## Records for the task
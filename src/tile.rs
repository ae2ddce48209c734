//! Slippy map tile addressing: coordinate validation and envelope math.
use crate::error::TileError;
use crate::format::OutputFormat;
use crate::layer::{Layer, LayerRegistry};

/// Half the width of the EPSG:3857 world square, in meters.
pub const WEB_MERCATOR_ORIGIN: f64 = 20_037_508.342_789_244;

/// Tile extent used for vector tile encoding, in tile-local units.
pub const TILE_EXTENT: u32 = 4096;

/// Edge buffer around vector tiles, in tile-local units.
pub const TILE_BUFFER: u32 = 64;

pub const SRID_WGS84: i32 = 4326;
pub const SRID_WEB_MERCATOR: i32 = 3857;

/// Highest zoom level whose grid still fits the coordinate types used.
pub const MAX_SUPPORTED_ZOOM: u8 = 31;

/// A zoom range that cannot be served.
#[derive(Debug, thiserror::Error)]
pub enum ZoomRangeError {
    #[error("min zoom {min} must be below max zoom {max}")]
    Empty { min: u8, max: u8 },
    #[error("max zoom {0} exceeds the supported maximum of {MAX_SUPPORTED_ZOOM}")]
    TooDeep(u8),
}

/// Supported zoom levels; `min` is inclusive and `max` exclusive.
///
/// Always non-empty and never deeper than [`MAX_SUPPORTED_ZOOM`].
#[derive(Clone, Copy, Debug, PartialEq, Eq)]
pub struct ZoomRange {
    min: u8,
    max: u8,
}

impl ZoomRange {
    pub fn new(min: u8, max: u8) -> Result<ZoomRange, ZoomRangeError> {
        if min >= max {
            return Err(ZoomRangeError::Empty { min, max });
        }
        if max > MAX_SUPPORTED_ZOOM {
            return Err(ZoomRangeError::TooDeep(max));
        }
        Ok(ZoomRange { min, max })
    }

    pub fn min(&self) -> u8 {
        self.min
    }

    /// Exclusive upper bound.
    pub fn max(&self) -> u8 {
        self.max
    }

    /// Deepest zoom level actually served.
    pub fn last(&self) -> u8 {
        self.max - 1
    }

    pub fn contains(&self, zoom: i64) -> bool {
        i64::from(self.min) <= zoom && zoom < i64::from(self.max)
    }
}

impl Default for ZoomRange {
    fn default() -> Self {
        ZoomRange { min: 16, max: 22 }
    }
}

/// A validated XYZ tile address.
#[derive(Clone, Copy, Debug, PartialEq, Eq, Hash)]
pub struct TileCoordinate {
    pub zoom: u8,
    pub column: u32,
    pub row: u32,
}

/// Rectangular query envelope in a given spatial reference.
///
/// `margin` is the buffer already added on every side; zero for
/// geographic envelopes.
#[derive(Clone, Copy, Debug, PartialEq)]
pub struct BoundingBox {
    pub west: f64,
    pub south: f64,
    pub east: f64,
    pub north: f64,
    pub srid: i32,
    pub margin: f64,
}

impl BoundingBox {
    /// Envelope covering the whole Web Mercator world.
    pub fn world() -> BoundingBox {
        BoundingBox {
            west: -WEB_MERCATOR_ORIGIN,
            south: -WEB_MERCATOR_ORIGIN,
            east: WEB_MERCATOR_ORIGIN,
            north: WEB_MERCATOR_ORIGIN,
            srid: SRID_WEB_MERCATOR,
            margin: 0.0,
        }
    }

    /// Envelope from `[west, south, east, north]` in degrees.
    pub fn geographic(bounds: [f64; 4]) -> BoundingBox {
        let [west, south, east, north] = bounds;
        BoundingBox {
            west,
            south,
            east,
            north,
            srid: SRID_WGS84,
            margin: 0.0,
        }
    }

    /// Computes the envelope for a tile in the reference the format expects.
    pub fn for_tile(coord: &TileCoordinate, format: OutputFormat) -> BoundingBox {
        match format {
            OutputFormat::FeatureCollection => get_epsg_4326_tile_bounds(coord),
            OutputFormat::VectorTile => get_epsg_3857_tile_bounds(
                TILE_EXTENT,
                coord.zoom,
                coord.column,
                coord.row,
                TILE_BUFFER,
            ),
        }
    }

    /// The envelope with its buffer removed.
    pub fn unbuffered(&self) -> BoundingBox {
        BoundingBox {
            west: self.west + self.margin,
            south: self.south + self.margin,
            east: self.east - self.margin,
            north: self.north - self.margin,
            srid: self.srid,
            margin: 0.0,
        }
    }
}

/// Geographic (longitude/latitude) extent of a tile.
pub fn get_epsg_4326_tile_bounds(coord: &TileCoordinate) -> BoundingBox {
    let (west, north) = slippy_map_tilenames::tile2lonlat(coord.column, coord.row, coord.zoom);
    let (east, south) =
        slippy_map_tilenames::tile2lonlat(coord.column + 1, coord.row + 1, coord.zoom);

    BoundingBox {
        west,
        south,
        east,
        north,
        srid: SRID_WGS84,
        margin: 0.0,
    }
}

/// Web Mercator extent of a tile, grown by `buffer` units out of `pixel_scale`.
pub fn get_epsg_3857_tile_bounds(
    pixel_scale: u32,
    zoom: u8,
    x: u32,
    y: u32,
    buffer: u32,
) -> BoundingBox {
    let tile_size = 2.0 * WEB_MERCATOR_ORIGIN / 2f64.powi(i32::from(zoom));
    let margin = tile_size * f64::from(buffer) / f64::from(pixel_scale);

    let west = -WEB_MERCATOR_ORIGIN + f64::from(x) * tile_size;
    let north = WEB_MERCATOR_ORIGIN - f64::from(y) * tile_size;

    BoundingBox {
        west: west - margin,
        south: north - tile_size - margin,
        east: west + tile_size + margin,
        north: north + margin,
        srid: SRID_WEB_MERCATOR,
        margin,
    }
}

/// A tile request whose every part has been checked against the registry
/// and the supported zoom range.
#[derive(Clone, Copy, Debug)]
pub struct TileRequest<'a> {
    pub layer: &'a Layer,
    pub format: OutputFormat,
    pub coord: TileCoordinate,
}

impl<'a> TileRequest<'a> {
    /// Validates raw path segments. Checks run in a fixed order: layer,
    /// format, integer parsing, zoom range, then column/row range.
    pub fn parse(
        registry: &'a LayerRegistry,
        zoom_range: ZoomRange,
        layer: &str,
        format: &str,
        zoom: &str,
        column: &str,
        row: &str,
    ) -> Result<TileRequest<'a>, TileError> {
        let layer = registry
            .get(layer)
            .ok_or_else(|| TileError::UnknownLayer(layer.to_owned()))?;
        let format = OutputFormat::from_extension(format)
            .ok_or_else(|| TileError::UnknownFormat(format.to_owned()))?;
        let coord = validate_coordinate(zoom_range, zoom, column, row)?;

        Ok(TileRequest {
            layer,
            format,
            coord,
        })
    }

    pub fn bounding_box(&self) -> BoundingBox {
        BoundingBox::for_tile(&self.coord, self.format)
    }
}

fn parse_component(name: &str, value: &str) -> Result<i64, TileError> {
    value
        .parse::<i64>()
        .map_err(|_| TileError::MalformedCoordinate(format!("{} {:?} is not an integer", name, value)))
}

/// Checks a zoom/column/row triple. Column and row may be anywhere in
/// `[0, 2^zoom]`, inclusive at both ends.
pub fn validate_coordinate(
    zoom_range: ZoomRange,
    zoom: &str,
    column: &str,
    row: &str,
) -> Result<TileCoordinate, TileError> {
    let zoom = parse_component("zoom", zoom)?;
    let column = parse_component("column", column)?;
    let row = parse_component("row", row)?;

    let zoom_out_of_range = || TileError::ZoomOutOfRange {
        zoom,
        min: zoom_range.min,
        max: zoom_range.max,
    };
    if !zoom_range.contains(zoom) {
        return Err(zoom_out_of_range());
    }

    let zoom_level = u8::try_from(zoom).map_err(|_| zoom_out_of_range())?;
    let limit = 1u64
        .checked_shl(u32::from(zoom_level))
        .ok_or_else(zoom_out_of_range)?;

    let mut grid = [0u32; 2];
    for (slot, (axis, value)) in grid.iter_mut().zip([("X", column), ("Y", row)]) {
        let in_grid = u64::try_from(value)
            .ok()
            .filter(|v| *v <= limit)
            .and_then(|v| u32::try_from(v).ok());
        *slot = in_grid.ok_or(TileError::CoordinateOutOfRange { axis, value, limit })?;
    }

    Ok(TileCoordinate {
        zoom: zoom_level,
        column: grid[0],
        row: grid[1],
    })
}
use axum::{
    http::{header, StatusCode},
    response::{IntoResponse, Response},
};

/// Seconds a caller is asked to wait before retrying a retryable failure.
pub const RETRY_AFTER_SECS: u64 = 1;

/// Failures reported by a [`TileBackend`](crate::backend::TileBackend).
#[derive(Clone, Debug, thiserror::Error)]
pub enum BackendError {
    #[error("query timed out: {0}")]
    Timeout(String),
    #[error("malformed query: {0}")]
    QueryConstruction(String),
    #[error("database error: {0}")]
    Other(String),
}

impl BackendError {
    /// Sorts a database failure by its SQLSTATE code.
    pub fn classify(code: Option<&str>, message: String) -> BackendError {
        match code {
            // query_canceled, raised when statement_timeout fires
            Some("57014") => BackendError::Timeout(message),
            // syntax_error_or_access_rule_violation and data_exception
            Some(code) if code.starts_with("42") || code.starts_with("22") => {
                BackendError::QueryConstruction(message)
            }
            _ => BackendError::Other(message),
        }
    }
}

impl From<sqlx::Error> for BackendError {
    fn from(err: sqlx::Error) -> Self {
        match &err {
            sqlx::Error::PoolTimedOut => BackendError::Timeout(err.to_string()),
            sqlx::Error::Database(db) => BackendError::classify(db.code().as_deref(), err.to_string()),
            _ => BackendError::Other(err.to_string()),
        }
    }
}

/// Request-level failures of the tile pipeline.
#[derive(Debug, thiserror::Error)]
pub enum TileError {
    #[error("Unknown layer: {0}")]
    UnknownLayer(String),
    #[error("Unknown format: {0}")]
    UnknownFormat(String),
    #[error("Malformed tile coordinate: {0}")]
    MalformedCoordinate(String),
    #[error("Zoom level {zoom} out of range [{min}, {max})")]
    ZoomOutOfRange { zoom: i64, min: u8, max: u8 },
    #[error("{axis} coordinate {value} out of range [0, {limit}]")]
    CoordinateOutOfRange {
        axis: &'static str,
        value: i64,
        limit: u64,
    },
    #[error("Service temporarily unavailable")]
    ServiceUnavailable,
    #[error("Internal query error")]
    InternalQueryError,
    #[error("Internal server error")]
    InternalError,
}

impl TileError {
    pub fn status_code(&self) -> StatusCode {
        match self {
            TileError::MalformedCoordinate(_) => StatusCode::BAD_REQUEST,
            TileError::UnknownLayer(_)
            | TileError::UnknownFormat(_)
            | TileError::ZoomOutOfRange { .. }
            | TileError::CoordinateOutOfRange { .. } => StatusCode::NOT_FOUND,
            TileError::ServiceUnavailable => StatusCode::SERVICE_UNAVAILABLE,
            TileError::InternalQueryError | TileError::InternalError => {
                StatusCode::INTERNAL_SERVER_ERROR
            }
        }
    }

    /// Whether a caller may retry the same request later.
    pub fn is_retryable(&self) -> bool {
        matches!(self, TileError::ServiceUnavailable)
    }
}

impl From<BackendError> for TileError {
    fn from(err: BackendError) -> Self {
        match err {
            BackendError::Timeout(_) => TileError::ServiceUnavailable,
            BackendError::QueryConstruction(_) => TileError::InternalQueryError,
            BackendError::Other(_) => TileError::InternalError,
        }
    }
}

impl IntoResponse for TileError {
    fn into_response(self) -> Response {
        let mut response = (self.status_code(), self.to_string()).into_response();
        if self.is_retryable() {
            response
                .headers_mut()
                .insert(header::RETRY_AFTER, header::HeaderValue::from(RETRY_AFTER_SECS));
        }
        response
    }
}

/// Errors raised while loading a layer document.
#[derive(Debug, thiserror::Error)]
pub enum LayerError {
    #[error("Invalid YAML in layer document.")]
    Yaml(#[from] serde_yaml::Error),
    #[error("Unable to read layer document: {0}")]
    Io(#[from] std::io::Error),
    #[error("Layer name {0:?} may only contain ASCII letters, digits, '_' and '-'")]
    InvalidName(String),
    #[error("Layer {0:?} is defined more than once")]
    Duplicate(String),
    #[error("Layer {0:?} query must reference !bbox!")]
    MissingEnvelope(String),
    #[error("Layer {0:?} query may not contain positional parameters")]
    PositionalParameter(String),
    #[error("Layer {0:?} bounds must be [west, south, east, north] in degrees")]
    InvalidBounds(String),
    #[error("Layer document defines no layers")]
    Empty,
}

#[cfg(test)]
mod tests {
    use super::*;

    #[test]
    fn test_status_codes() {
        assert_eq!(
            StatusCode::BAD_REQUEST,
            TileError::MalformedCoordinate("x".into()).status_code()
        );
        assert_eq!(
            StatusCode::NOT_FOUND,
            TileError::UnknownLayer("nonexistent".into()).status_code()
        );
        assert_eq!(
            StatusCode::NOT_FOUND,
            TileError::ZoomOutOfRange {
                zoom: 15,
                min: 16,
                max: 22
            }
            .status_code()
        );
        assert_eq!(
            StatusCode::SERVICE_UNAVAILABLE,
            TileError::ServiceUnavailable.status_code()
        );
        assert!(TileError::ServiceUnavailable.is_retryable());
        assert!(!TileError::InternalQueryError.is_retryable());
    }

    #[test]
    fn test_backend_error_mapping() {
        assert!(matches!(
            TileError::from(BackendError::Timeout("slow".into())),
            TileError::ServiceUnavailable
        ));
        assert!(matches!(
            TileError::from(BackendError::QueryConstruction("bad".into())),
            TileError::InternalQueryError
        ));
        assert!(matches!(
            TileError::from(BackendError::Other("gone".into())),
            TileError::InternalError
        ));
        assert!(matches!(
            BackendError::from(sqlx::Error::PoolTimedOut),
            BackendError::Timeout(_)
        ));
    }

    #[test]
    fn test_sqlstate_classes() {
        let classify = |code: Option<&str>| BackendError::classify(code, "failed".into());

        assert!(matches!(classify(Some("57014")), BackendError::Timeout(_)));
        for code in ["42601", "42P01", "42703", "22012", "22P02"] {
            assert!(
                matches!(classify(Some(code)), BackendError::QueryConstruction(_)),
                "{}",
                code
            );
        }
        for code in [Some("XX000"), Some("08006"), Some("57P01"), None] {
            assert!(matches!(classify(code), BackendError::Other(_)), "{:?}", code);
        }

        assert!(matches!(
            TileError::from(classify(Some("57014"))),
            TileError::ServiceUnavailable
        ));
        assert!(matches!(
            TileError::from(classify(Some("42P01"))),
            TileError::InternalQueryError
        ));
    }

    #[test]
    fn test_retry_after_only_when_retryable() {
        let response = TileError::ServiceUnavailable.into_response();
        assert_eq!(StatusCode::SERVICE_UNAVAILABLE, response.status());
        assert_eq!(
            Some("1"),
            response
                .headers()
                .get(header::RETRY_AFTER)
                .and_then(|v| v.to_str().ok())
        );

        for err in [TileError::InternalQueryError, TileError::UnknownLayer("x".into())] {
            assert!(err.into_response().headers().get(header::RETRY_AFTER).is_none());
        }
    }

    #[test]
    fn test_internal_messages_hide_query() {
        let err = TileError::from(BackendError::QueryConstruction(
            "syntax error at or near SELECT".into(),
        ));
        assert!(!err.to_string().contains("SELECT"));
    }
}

## What the task requires
Scan the listing and report each line where the word "local" shows up.

## Worked solution
/// Tile extent used for vector tile encoding, in tile-local units.
/// Edge buffer around vector tiles, in tile-local units.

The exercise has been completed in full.